DDR

24 6 3
                                    

Today, I walked by the DDR machine we used to play in that busted arcade at the end of town. I don't know what compelled me to go there, but when my feet started moving, I found myself staring up at that faded green sign.

No one was gathered around it. The machine, big, bulky, and obsolete, stood facing the rest of the world, screaming 'I'm here!' with its flashing pastel bulbs, but no one paid it any mind.

I put three quarters into the worn-out slot. It was a familiar feeling, hearing the metal clink through the machine and land at the bottom with the rest of the coins. Remember that funny story you used to tell me about the little gnomes that brought the stash to the owner?

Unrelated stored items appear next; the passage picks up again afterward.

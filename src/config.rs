use crate::errors::Result;
use crate::recovery::types::RuleSet;
use crate::tools::executor::ExecutionConfig;
use crate::tools::retry::RetryConfig;
use crate::tools::security::SanitizerConfig;
use anyhow::Context;
use serde::{Deserialize, Serialize};
use std::fs;
use std::path::PathBuf;

/// Engine configuration, loaded from `~/.toolbuddy/config.toml`
#[derive(Debug, Clone, Default, Serialize, Deserialize)]
pub struct Config {
    #[serde(default)]
    pub execution: ExecutionConfig,

    #[serde(default)]
    pub retry: RetryConfig,

    #[serde(default)]
    pub sanitizer: SanitizerConfig,

    /// Override for the error-classification rule table
    #[serde(default, skip_serializing_if = "Option::is_none")]
    pub classifier_rules: Option<RuleSet>,
}

impl Config {
    /// Load configuration from file, creating the default if it doesn't exist
    pub fn load() -> anyhow::Result<Self> {
        let config_path = Self::config_path()?;

        if !config_path.exists() {
            let config = Config::default();
            config.save()?;
            return Ok(config);
        }

        let contents = fs::read_to_string(&config_path).context("Failed to read config file")?;

        let config: Config = toml::from_str(&contents).context("Failed to parse config file")?;

        Ok(config)
    }

    /// Save configuration to file
    pub fn save(&self) -> anyhow::Result<()> {
        let config_path = Self::config_path()?;

        if let Some(parent) = config_path.parent() {
            fs::create_dir_all(parent).context("Failed to create config directory")?;
        }

        let toml_string = toml::to_string_pretty(self).context("Failed to serialize config")?;

        fs::write(&config_path, toml_string).context("Failed to write config file")?;

        Ok(())
    }

    /// Get the configuration file path
    pub fn config_path() -> anyhow::Result<PathBuf> {
        let home = dirs::home_dir().context("Could not determine home directory")?;

        Ok(home.join(".toolbuddy").join("config.toml"))
    }

    /// Reject malformed configurations
    pub fn validate(&self) -> Result<()> {
        self.execution.validate()
    }
}

#[cfg(test)]
mod tests {
    use super::*;

    #[test]
    fn test_config_default_is_valid() {
        let config = Config::default();
        assert!(config.validate().is_ok());
        assert_eq!(config.retry.max_attempts, 3);
        assert!(config.execution.enable_fallbacks);
        assert!(config.classifier_rules.is_none());
    }

    #[test]
    fn test_config_round_trip() {
        let mut config = Config::default();
        config.execution.timeout_seconds = 45;
        config.retry.jitter = false;

        let toml_string = toml::to_string_pretty(&config).unwrap();
        let parsed: Config = toml::from_str(&toml_string).unwrap();

        assert_eq!(parsed.execution.timeout_seconds, 45);
        assert!(!parsed.retry.jitter);
    }

    #[test]
    fn test_partial_config_uses_defaults() {
        let parsed: Config = toml::from_str(
            r#"
            [execution]
            max_retries = 5
            timeout_seconds = 10
            enable_fallbacks = false
            parallel = false
            "#,
        )
        .unwrap();

        assert_eq!(parsed.execution.max_retries, 5);
        assert!(!parsed.execution.enable_fallbacks);
        // Sections not present fall back to defaults
        assert_eq!(parsed.retry.max_attempts, 3);
        assert_eq!(
            parsed.sanitizer.max_string_length,
            crate::tools::security::DEFAULT_MAX_STRING_LENGTH
        );
    }

    #[test]
    fn test_classifier_rules_section() {
        let parsed: Config = toml::from_str(
            r#"
            [classifier_rules]
            version = "site-1"

            [[classifier_rules.rules]]
            pattern = "quota exhausted"
            error_type = "rate_limit"
            message = "Daily quota used up"
            suggestion = "Wait for the quota to reset"
            can_retry = true
            "#,
        )
        .unwrap();

        let rules = parsed.classifier_rules.unwrap();
        assert_eq!(rules.version, "site-1");
        assert_eq!(rules.rules.len(), 1);
    }

    #[test]
    fn test_invalid_execution_section_rejected() {
        let mut config = Config::default();
        config.execution.timeout_seconds = 0;
        assert!(config.validate().is_err());
    }
}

The arcade owner still looks the same, by the way. He still wears those clunky glasses with the blue reflective lens and has the same potbelly laugh. Although, when I walked in, I noticed how his goatee and hair blend more bits of grey than brown.

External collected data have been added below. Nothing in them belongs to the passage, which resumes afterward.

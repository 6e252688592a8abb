//! Input sanitization layer
//!
//! Validates and cleans untrusted arguments before they reach a tool
//! body: string deny-list screening, path jail verification, URL scheme
//! checks, and recursive JSON cleaning. Pure validation/transformation,
//! no side effects. A sanitization failure is a `ValidationError` and is
//! never retried by the executor: the input is invalid, not the
//! environment.

use crate::errors::{Result, ToolError};
use serde::{Deserialize, Serialize};
use serde_json::{Map, Value};
use std::path::{Path, PathBuf};

/// Default maximum accepted string length
pub const DEFAULT_MAX_STRING_LENGTH: usize = 10_000;

/// Shell-destructive commands and privilege escalation, rejected in any
/// string argument
const DANGEROUS_PATTERNS: &[&str] = &[
    "rm -rf",
    "rm -fr",
    "mkfs",
    "dd if=",
    ":(){",
    "> /dev/",
    "shutdown",
    "sudo ",
    "su -",
    "chmod 777",
    "chown -r",
    "../",
    "..\\",
];

/// Code-execution primitives, rejected unless the argument is a
/// declared code/expression field
const CODE_PATTERNS: &[&str] = &[
    "eval(",
    "exec(",
    "__import__",
    "os.system",
    "subprocess",
    "child_process",
];

/// Sanitizer tuning knobs
#[derive(Debug, Clone, Serialize, Deserialize)]
pub struct SanitizerConfig {
    /// Maximum accepted string length
    pub max_string_length: usize,
}

impl Default for SanitizerConfig {
    fn default() -> Self {
        Self {
            max_string_length: DEFAULT_MAX_STRING_LENGTH,
        }
    }
}

/// Path jail: confines every path argument to one root directory
///
/// Canonicalization resolves symlinks, `..`, and `.` before the prefix
/// check, so a path that verifies is guaranteed inside the root. Paths
/// that do not exist yet (write targets) verify through their parent.
#[derive(Debug, Clone)]
pub struct PathJail {
    root: PathBuf,
}

impl PathJail {
    /// Create a jail rooted at an existing directory
    pub fn new(root: impl AsRef<Path>) -> Result<Self> {
        let root = root.as_ref();

        if !root.exists() {
            return Err(ToolError::ConfigError(format!(
                "Jail root does not exist: {}",
                root.display()
            )));
        }

        let root = root.canonicalize().map_err(|e| {
            ToolError::ConfigError(format!("Failed to canonicalize jail root: {}", e))
        })?;

        Ok(Self { root })
    }

    /// Verify a path is inside the jail and return its canonical form
    pub fn verify(&self, path: impl AsRef<Path>) -> Result<PathBuf> {
        let path = path.as_ref();

        let full_path = if path.is_absolute() {
            path.to_path_buf()
        } else {
            self.root.join(path)
        };

        let canonical = match full_path.canonicalize() {
            Ok(p) => p,
            Err(_) => {
                // Write targets may not exist yet; verify the parent
                // and reattach the file name.
                let parent = full_path.parent().filter(|p| p.exists());
                if let (Some(parent), Some(file_name)) = (parent, full_path.file_name()) {
                    let parent = parent.canonicalize().map_err(|_| {
                        ToolError::ValidationError(format!(
                            "Cannot verify path: {}",
                            path.display()
                        ))
                    })?;
                    if !parent.starts_with(&self.root) {
                        return Err(ToolError::ValidationError(format!(
                            "Path escapes permitted root: {}",
                            path.display()
                        )));
                    }
                    return Ok(parent.join(file_name));
                }

                return Err(ToolError::ValidationError(format!(
                    "Path verification failed: {}",
                    path.display()
                )));
            }
        };

        if !canonical.starts_with(&self.root) {
            return Err(ToolError::ValidationError(format!(
                "Path escapes permitted root: {}",
                path.display()
            )));
        }

        Ok(canonical)
    }

    /// Jail root directory
    pub fn root(&self) -> &Path {
        &self.root
    }
}

/// Validates and cleans untrusted tool arguments
#[derive(Debug, Clone)]
pub struct InputSanitizer {
    jail: PathJail,
    max_string_length: usize,
}

impl InputSanitizer {
    /// Create a sanitizer with the given permitted root
    pub fn new(root: impl AsRef<Path>) -> Result<Self> {
        Ok(Self {
            jail: PathJail::new(root)?,
            max_string_length: DEFAULT_MAX_STRING_LENGTH,
        })
    }

    /// Create a sanitizer with explicit tuning
    pub fn with_config(root: impl AsRef<Path>, config: &SanitizerConfig) -> Result<Self> {
        Ok(Self {
            jail: PathJail::new(root)?,
            max_string_length: config.max_string_length,
        })
    }

    /// Path jail in use
    pub fn jail(&self) -> &PathJail {
        &self.jail
    }

    /// Validate and clean a string argument
    ///
    /// Rejects oversized values and deny-listed patterns; strips
    /// control characters. Code-execution primitives pass only when
    /// `allow_code` is set (declared code/expression fields).
    pub fn sanitize_string(&self, value: &str, allow_code: bool) -> Result<String> {
        if value.len() > self.max_string_length {
            return Err(ToolError::ValidationError(format!(
                "Input exceeds maximum length of {} characters",
                self.max_string_length
            )));
        }

        let lowered = value.to_lowercase();

        for pattern in DANGEROUS_PATTERNS {
            if lowered.contains(pattern) {
                return Err(ToolError::ValidationError(format!(
                    "Dangerous pattern detected: '{}'",
                    pattern
                )));
            }
        }

        if !allow_code {
            for pattern in CODE_PATTERNS {
                if lowered.contains(pattern) {
                    return Err(ToolError::ValidationError(format!(
                        "Code execution primitive not allowed here: '{}'",
                        pattern
                    )));
                }
            }
        }

        let cleaned: String = value
            .chars()
            .filter(|c| !c.is_control() || matches!(c, '\n' | '\r' | '\t'))
            .collect();

        Ok(cleaned)
    }

    /// Validate a path argument against the jail
    pub fn sanitize_path(&self, value: &str) -> Result<PathBuf> {
        if value.contains('\0') {
            return Err(ToolError::ValidationError(
                "Path contains a NUL byte".to_string(),
            ));
        }
        self.jail.verify(value)
    }

    /// Validate a URL argument: http/https schemes only
    pub fn sanitize_url(&self, value: &str) -> Result<String> {
        let url = reqwest::Url::parse(value)
            .map_err(|e| ToolError::ValidationError(format!("Invalid URL '{}': {}", value, e)))?;

        match url.scheme() {
            "http" | "https" => Ok(url.to_string()),
            scheme => Err(ToolError::ValidationError(format!(
                "URL scheme '{}' is not allowed (http/https only)",
                scheme
            ))),
        }
    }

    /// Parse a JSON argument and clean markup in its string leaves
    ///
    /// Script tags and javascript: URLs are neutralized rather than the
    /// whole value rejected, so benign HTML-like text round-trips.
    pub fn sanitize_json(&self, value: &str) -> Result<Value> {
        let parsed: Value = serde_json::from_str(value)
            .map_err(|e| ToolError::ValidationError(format!("Invalid JSON: {}", e)))?;
        Ok(clean_value(parsed))
    }

    /// Sanitize a full argument map by argument-name convention
    ///
    /// `path`/`file_path`/`dir` use the path rule, `url`/`uri` the URL
    /// rule, `code`/`expression`/`script` the string rule with code
    /// allowed, and every other string the plain string rule. Arrays
    /// and objects are cleaned recursively; numbers and booleans pass
    /// through.
    pub fn sanitize_arguments(&self, arguments: &Map<String, Value>) -> Result<Map<String, Value>> {
        let mut sanitized = Map::with_capacity(arguments.len());

        for (name, value) in arguments {
            sanitized.insert(name.clone(), self.sanitize_argument(name, value)?);
        }

        Ok(sanitized)
    }

    fn sanitize_argument(&self, name: &str, value: &Value) -> Result<Value> {
        match value {
            Value::String(s) => match name {
                "path" | "file_path" | "dir" | "directory" => {
                    let path = self.sanitize_path(s)?;
                    Ok(Value::String(path.to_string_lossy().to_string()))
                }
                "url" | "uri" => Ok(Value::String(self.sanitize_url(s)?)),
                "code" | "expression" | "script" => {
                    Ok(Value::String(self.sanitize_string(s, true)?))
                }
                _ => Ok(Value::String(self.sanitize_string(s, false)?)),
            },
            Value::Array(_) | Value::Object(_) => Ok(clean_value(value.clone())),
            other => Ok(other.clone()),
        }
    }
}

/// Recursively neutralize markup in string leaves
fn clean_value(value: Value) -> Value {
    match value {
        Value::String(s) => Value::String(clean_markup(&s)),
        Value::Array(items) => Value::Array(items.into_iter().map(clean_value).collect()),
        Value::Object(map) => Value::Object(
            map.into_iter()
                .map(|(k, v)| (k, clean_value(v)))
                .collect(),
        ),
        other => other,
    }
}

fn clean_markup(text: &str) -> String {
    // Compiled per call; argument maps are small and this path is not hot
    let script = regex::RegexBuilder::new(r"</?script[^>]*>")
        .case_insensitive(true)
        .build()
        .expect("static pattern");
    let js_url = regex::RegexBuilder::new(r"javascript:")
        .case_insensitive(true)
        .build()
        .expect("static pattern");

    let cleaned = script.replace_all(text, "");
    js_url.replace_all(&cleaned, "").to_string()
}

The little opening jingle chimed to life, and I stared at it in wonder. The notes were the same, and they reminded me of the small twinkle in your eyes when you looked at me here.

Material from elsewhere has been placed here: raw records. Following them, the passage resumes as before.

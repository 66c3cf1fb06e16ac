//! Strip driver facade tying buffer, encoder and transmit channel
//! together.

use embassy_time::Duration;

use crate::buffer::{CapacityError, PixelBuffer};
use crate::color::Pixel;
use crate::encoder::BitstreamEncoder;
use crate::gamma::GammaTable;
use crate::order::ColorOrder;
use crate::timing::StripKind;
use crate::{TransmitChannel, WaitStatus};

/// Configuration for a strip driver.
#[derive(Debug, Clone, Copy)]
pub struct StripConfig {
    pub pixel_count: usize,
    pub kind: StripKind,
    pub order: ColorOrder,
    /// Gamma exponent, expected positive. 1.0 disables correction.
    pub gamma: f64,
}

/// Fatal configuration error at construction.
#[derive(Debug, Clone, Copy, PartialEq, Eq)]
pub enum ConfigError {
    /// Backing storage cannot hold `pixel_count * channel_count` bytes.
    BufferTooSmall(CapacityError),
}

impl From<CapacityError> for ConfigError {
    fn from(err: CapacityError) -> Self {
        Self::BufferTooSmall(err)
    }
}

/// Driver for one linear chain of addressable LEDs.
///
/// Owns the pixel buffer and the encoder; the transmit channel is the
/// hardware-facing collaborator implementing [`TransmitChannel`].
///
/// Single logical owner, no internal locking: mutating pixels between
/// [`Strip::write`] and completion races with the peripheral's read of
/// the buffer. Wait for completion (or external confirmation) before
/// mutating again.
pub struct Strip<C: TransmitChannel, const BYTES: usize> {
    channel: C,
    buffer: PixelBuffer<BYTES>,
    encoder: BitstreamEncoder,
}

impl<C: TransmitChannel, const BYTES: usize> Strip<C, BYTES> {
    /// Create a driver bound to an already configured transmit channel.
    ///
    /// The encoder timings are resolved against the channel's tick
    /// rate once, here.
    pub fn new(channel: C, config: &StripConfig) -> Result<Self, ConfigError> {
        let buffer = PixelBuffer::new(
            config.pixel_count,
            config.kind.channel_count(),
            config.order,
            GammaTable::new(config.gamma),
        )?;
        let encoder = BitstreamEncoder::new(config.kind, channel.resolution_hz());
        Ok(Self {
            channel,
            buffer,
            encoder,
        })
    }

    pub fn set_pixel(&mut self, index: usize, pixel: Pixel) {
        self.buffer.set_pixel(index, pixel);
    }

    pub fn set_rgbw(&mut self, index: usize, red: u8, green: u8, blue: u8, white: u8) {
        self.buffer.set_rgbw(index, red, green, blue, white);
    }

    /// Set a pixel from a packed `0x00RRGGBB` word, white forced to 0.
    pub fn set_packed(&mut self, index: usize, color: u32) {
        self.buffer.set_packed(index, color);
    }

    /// Read back the stored (gamma-corrected) channel values.
    pub fn get_pixel(&self, index: usize) -> Pixel {
        self.buffer.get_pixel(index)
    }

    /// Zero the whole buffer. Takes effect on the next [`Strip::write`].
    pub fn clear(&mut self) {
        self.buffer.clear();
    }

    /// Enqueue a transmission of the current buffer contents.
    ///
    /// Non-blocking: returns once the channel has accepted the
    /// transmission; the peripheral drains the encoder in the
    /// background. A previous transmission may have been aborted
    /// mid-drain, so the encoder state is rewound first.
    pub fn write(&mut self) -> Result<(), C::Error> {
        self.encoder.reset();
        self.channel.transmit(self.buffer.bytes(), &mut self.encoder)
    }

    /// Block until the in-flight transmission completes or the timeout
    /// elapses. Timeout expiry is reported, not fatal; the caller may
    /// wait again.
    pub fn wait_till_write_completes(&mut self, timeout: Duration) -> WaitStatus {
        self.channel.wait_done(timeout)
    }

    pub const fn pixel_count(&self) -> usize {
        self.buffer.pixel_count()
    }

    /// Get a reference to the transmit channel.
    pub const fn channel(&self) -> &C {
        &self.channel
    }

    /// Get a mutable reference to the transmit channel.
    pub const fn channel_mut(&mut self) -> &mut C {
        &mut self.channel
    }
}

I closed my eyes for a moment and breathed in the scent of days-old cotton candy. When they first installed the machine, you and I were the first ones on it. We passed the arcade on our way home from the ice cream parlor, and you saw the shiny chrome through the display glass.

'Let's go check it out!' you called out, and before I could react, you darted in and shoved four quarters in. I still remember your smile the first time we ever danced to a song there. You looked like a little kid again.

My fingers danced along the pale pink railing behind the dance pad. I chuckled as I placed my hands over the handprints where the paint faded. My knuckles grew white, and I think I lost blood circulation for every three-minute song that we danced together when I gripped the bars trying to beat you.

I stared at the last quarter in my hand, but I couldn't bring myself to put it into the machine. I couldn't remember the last time I had stepped on those green arrows with you, and it hurt so much that the quarter rolled onto the dusty old tile. I miss you.

You taught me how to dance, how to laugh, and most importantly, how to love. And as I stared at that stupid quarter that seemed to be the most daunting thing I had ever faced, I felt a surge of that love swell in my chest.

Even though we're in two different worlds now, I need you to know...

I love you, Mom. And I know you love me too. One day in the future, we'll play DDR once again.